PrismaAI is an advanced vehicle assistance system developed with langchain and langgraph. It leverages a multi-agent architecture to manage distinct knowledge domains—navigation, driver profiling, and technical diagnostics—ensuring long-term persistence and human control over critical decisions.

🏗️ System Architecture

PrismaAI state graph

The PrismaAI state graph is designed following the Supervisor/Router pattern, where a central node orchestrates the activation of specialized agents based on user intent.

⚠️ This repository is an early architectural sketch of a larger Intelligent On-Board System.

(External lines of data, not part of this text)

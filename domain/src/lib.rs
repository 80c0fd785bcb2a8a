//! Domain layer for toolcall-agent
//!
//! This crate contains the core types and pure logic of the tool-calling
//! agent. It has no dependencies on infrastructure or presentation concerns.
//!
//! # Core Concepts
//!
//! ## Tools
//!
//! A tool is a named capability described by a [`ToolDescriptor`] and
//! implemented by a [`ToolHandler`]. Tools live in a [`ToolRegistry`] that is
//! built once at startup and read concurrently afterwards.
//!
//! ## Plans and responses
//!
//! A query is answered by a [`ToolCallPlan`] (chosen by an LLM or by the
//! [`FallbackSelector`] rule table), executed step by step into
//! [`ToolResult`]s, and reported as an [`AgentResponse`] with a full step
//! trace.

pub mod agent;
pub mod config;
pub mod core;
pub mod prompt;
pub mod tool;

// Re-export commonly used types
pub use agent::{
    answer::{GENERIC_ANSWER, NO_RESULTS_ANSWER, compose_fallback_answer, result_line, summarize_payload},
    info::{AgentInfo, ToolSummary},
    phase::ExecutionPhase,
    plan::{PlanSource, ToolCallPlan},
    plan_parser::{ParsedEntry, parse_plan_json, parse_tool_calls},
    response::{AgentResponse, StepTrace, tools_used},
    rules::{FallbackSelector, is_trivial_query, suggest_tools},
};
pub use config::OutputFormat;
pub use core::{context::QueryContext, error::AgentError};
pub use prompt::AgentPromptTemplate;
pub use tool::{
    DefaultToolValidator, ParamType, RegisteredTool, RegistryError, RegistryStats, ToolArguments,
    ToolCall, ToolDescriptor, ToolError, ToolHandler, ToolParameter, ToolRegistry, ToolResult,
    ToolValidator, ValidationError,
};
//! Orchestrator parameters: run control.
//!
//! [`OrchestratorParams`] groups the static parameters that control one
//! orchestrator run: retry policy, plan size, and time bounds. These are
//! application-layer concerns, not domain policy.

use serde::{Deserialize, Serialize};
use std::time::Duration;

/// Run control parameters.
///
/// | Parameter | Default | Used by |
/// |-----------|---------|---------|
/// | `max_retries` | 2 | RetrySupervisor |
/// | `retry_delay` | 1 s | RetrySupervisor |
/// | `max_plan_steps` | 5 | Selector |
/// | `tool_timeout` | 30 s | ToolInvoker |
/// | `query_timeout` | 120 s | Orchestrator |
/// | `fallback_on_llm_error` | false | Selector, Synthesizer |
#[derive(Debug, Clone, PartialEq, Serialize, Deserialize)]
pub struct OrchestratorParams {
    /// Extra attempts after the first failed one.
    pub max_retries: u32,
    /// Fixed delay between attempts.
    pub retry_delay: Duration,
    /// Plans longer than this are truncated.
    pub max_plan_steps: usize,
    /// Per-call tool timeout.
    pub tool_timeout: Duration,
    /// Wall-clock bound of a whole run.
    pub query_timeout: Duration,
    /// Fall back to heuristics when an available LLM fails at runtime.
    pub fallback_on_llm_error: bool,
}

impl Default for OrchestratorParams {
    fn default() -> Self {
        Self {
            max_retries: 2,
            retry_delay: Duration::from_secs(1),
            max_plan_steps: 5,
            tool_timeout: Duration::from_secs(30),
            query_timeout: Duration::from_secs(120),
            fallback_on_llm_error: false,
        }
    }
}

impl OrchestratorParams {
    // ==================== Builder Methods ====================

    pub fn with_max_retries(mut self, max: u32) -> Self {
        self.max_retries = max;
        self
    }

    pub fn with_retry_delay(mut self, delay: Duration) -> Self {
        self.retry_delay = delay;
        self
    }

    pub fn with_max_plan_steps(mut self, max: usize) -> Self {
        self.max_plan_steps = max;
        self
    }

    pub fn with_tool_timeout(mut self, timeout: Duration) -> Self {
        self.tool_timeout = timeout;
        self
    }

    pub fn with_query_timeout(mut self, timeout: Duration) -> Self {
        self.query_timeout = timeout;
        self
    }

    pub fn with_fallback_on_llm_error(mut self, enabled: bool) -> Self {
        self.fallback_on_llm_error = enabled;
        self
    }

    /// Total attempts per step, including the first one.
    pub fn max_attempts(&self) -> u32 {
        self.max_retries.saturating_add(1)
    }
}
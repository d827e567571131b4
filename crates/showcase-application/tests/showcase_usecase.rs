mod common;

use common::{ScriptedBackend, seeded_cases};
use showcase_application::{ChatSessionConfig, HandoffOutcome, ShowcaseUseCase, SubmitOutcome};
use showcase_core::case::{CaseDraft, Facet, Industry, Role, seed_cases};
use showcase_core::chat::{HANDOFF_CONFIRMATION, Segment};
use showcase_interaction::AdvisorGateway;
use std::sync::Arc;

fn usecase(replies: &[&str]) -> ShowcaseUseCase {
    ShowcaseUseCase::new(
        seeded_cases(),
        AdvisorGateway::new(ScriptedBackend::replying(replies)),
        ChatSessionConfig::immediate(),
    )
}

fn ids(cases: &[showcase_core::case::SuccessCase]) -> Vec<&str> {
    cases.iter().map(|c| c.id.as_str()).collect()
}

#[tokio::test]
async fn test_open_case_selects_known_and_ignores_unknown() {
    let showcase = usecase(&[]);

    let opened = showcase.open_case("3").await.unwrap();
    assert_eq!(opened.title, "生成式行銷創意與內容自動化");
    assert_eq!(showcase.selected_case().await.unwrap().id, "3");

    assert!(showcase.open_case("404").await.is_none());
    assert_eq!(showcase.selected_case().await.unwrap().id, "3");

    showcase.close_case().await;
    assert!(showcase.selected_case().await.is_none());
}

#[tokio::test]
async fn test_reference_in_reply_opens_case() {
    let showcase = usecase(&["• 推薦 [案例: 6]"]);
    showcase.submit_query("公部門").await;

    let transcript = showcase.chat().transcript().await;
    let segments = showcase.chat().render(&transcript[1]);
    let reference = segments
        .iter()
        .find(|s| matches!(s, Segment::CaseReference { .. }))
        .unwrap();

    let opened = showcase.activate_reference(reference).await.unwrap();
    assert_eq!(opened.id, "6");
    assert!(
        showcase
            .activate_reference(&Segment::Text("• 推薦 ".to_string()))
            .await
            .is_none()
    );
}

#[tokio::test]
async fn test_submit_and_handoff_go_through_chat() {
    let showcase = usecase(&["• 建議 [FRAME_GEN] 架構類型：Hybrid Cloud"]);

    let outcome = showcase.submit_query("金融業").await;
    assert!(matches!(outcome, SubmitOutcome::Answered { framework: Some(_), .. }));

    let handoff = showcase.confirm_framework_handoff().await;
    assert!(matches!(handoff, HandoffOutcome::Confirmed(ref m) if m.content == HANDOFF_CONFIRMATION));
}

#[tokio::test]
async fn test_filters_narrow_visible_cases() {
    let showcase = usecase(&[]);
    assert_eq!(showcase.visible_cases().await.len(), seed_cases().len());

    showcase.set_search_query("legacy").await;
    assert_eq!(ids(&showcase.visible_cases().await), vec!["1"]);

    showcase.set_search_query("").await;
    showcase.set_role_filter(Facet::Only(Role::DataInsight)).await;
    assert_eq!(ids(&showcase.visible_cases().await), vec!["5"]);

    showcase.set_role_filter(Facet::All).await;
    showcase.set_industry_filter(Facet::Only(Industry::PublicSector)).await;
    let visible = showcase.visible_cases().await;
    assert!(visible.iter().all(|c| c.industry == Industry::PublicSector));
    assert!(!visible.is_empty());
}

#[tokio::test]
async fn test_publish_prepends_case_and_makes_it_referenceable() {
    let repository = seeded_cases();
    let showcase = ShowcaseUseCase::new(
        Arc::clone(&repository),
        AdvisorGateway::new(ScriptedBackend::replying(&[])),
        ChatSessionConfig::immediate(),
    );

    let draft = CaseDraft::new("雲端遷移加速器", Role::SoftwareDevelopment, Industry::Retail);
    let published = showcase.publish(draft);

    let all = repository.list_all();
    assert_eq!(all.len(), seed_cases().len() + 1);
    assert_eq!(all[0].id, published.id);
    assert!(repository.contains(&published.id));
    assert_eq!(
        showcase.open_case(&published.id).await.unwrap().title,
        "雲端遷移加速器"
    );
}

The current implementation uses Jupyter Notebooks as an experimentation and prototyping environment to validate core ideas, agent orchestration flows, and RAG strategies before moving to a production-grade codebase.

Graph Components:

  • Decision_Router: The entry point that analyzes the request and directs the flow to the appropriate specialist agent.
  • Specialized Agents:
    • NavigationAI: Manages routes, traffic data, and travel preferences.
    • PrismaCopilot: Focuses on personalized interaction and maintaining the driver's identity.
    • LogCarManualAI: Expert in technical manuals and vehicle maintenance history.
  • Human_Feedback: A Human-in-the-Loop interruption node that allows for human validation before task completion or flow redirection by the router.

💾 Persistence & Long-Term Memory

A core pillar of this project is the use of isolated, persistent memories. This allows the system to remember user preferences and historical vehicle issues across different sessions/chats. In this project its stored during execution time (RAM), but is adaptable to use SQLITESaver, for database use.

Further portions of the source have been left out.